- **WHAT THIS TASK INVOLVES**
Reproduce exactly, and only, the lines running from the start of the entries below to the line containing "pub const DEFAULT_DAY_END: ClockTime".
Start of MATERIAL SUPPLIED
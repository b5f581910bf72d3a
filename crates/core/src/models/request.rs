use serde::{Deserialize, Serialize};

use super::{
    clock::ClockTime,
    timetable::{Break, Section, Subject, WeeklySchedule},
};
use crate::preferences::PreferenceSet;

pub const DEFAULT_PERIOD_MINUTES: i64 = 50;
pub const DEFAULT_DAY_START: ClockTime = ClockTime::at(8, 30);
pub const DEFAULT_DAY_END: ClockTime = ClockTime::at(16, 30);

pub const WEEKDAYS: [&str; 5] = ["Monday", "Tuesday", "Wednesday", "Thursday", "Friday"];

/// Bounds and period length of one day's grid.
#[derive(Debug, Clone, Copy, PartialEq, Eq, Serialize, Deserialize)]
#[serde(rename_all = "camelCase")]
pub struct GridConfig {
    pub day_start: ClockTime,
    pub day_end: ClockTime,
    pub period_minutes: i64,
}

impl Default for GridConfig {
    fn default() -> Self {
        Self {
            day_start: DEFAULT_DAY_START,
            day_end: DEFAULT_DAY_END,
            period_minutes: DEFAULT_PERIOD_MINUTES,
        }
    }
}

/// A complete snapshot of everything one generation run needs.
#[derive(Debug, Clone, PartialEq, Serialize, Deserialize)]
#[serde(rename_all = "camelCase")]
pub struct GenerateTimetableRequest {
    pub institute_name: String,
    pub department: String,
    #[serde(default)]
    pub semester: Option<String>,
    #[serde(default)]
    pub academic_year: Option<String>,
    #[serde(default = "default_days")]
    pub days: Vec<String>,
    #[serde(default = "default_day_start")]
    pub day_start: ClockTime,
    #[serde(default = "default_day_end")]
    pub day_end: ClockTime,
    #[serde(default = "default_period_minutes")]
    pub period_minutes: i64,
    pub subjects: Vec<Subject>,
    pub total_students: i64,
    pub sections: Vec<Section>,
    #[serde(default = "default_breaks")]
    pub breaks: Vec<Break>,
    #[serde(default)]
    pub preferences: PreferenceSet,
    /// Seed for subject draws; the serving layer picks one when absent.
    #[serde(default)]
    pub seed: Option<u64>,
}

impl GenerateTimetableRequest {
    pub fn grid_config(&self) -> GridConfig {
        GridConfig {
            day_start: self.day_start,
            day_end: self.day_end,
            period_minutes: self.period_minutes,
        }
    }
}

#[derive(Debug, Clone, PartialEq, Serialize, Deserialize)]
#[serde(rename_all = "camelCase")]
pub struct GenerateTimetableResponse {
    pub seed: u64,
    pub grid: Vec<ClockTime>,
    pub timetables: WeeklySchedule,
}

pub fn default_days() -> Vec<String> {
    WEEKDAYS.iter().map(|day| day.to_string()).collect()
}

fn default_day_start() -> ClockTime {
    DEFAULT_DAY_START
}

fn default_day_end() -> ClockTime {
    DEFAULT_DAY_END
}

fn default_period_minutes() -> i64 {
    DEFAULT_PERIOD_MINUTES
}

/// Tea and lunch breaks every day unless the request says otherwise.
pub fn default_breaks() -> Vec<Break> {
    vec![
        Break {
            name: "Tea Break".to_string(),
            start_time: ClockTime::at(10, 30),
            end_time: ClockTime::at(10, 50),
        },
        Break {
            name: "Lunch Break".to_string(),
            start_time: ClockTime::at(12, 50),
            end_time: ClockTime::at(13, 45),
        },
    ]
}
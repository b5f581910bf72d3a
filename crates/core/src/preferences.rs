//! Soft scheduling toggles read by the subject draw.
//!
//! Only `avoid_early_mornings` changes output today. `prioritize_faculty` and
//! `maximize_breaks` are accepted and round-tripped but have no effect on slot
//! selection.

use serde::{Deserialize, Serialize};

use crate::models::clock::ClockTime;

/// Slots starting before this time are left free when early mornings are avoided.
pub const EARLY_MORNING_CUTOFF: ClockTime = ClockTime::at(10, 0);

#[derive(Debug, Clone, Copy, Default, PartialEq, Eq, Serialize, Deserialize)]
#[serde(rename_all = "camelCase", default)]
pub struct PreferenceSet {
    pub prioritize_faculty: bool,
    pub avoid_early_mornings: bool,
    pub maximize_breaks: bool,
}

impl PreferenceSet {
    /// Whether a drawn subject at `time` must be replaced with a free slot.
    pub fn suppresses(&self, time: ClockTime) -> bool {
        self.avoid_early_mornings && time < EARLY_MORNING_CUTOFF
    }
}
End of MATERIAL SUPPLIED
- **TASK RESPONSE**
repository b5f581910bf72d3a
filename crates/core/src/models/request.rs
use serde::{Deserialize, Serialize};

use super::{
    clock::ClockTime,
    timetable::{Break, Section, Subject, WeeklySchedule},
};
use crate::preferences::PreferenceSet;

pub const DEFAULT_PERIOD_MINUTES: i64 = 50;
pub const DEFAULT_DAY_START: ClockTime = ClockTime::at(8, 30);
pub const DEFAULT_DAY_END: ClockTime = ClockTime::at(16, 30);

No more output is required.